* _Task details_
Set down the data below once more, precisely as it reads.

* _Task inputs_
// Logging setup
//
// Installs a fmt subscriber filtered by `RUST_LOG`, falling back to the
// given directive. Safe to call more than once.

use tracing_subscriber::EnvFilter;

/// Install the global subscriber; returns `false` if one was already set
pub fn init_tracing(default_filter: &str) -> bool {
    let filter =
        EnvFilter::try_from_default_env().unwrap_or_else(|_| EnvFilter::new(default_filter));

    tracing_subscriber::fmt()
        .with_env_filter(filter)
        .with_target(false)
        .with_level(true)
        .try_init()
        .is_ok()
}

* _Result of this exercise_
// Logging setup
//
// Installs a fmt subscriber filtered by `RUST_LOG`, falling back to the
// given directive. Safe to call more than once.

use tracing_subscriber::EnvFilter;

/// Install the global subscriber; returns `false` if one was already set
pub fn init_tracing(default_filter: &str) -> bool {
    let filter =
        EnvFilter::try_from_default_env().unwrap_or_else(|_| EnvFilter::new(default_filter));

    tracing_subscriber::fmt()
        .with_env_filter(filter)
        .with_target(false)
        .with_level(true)
        .try_init()
        .is_ok()
}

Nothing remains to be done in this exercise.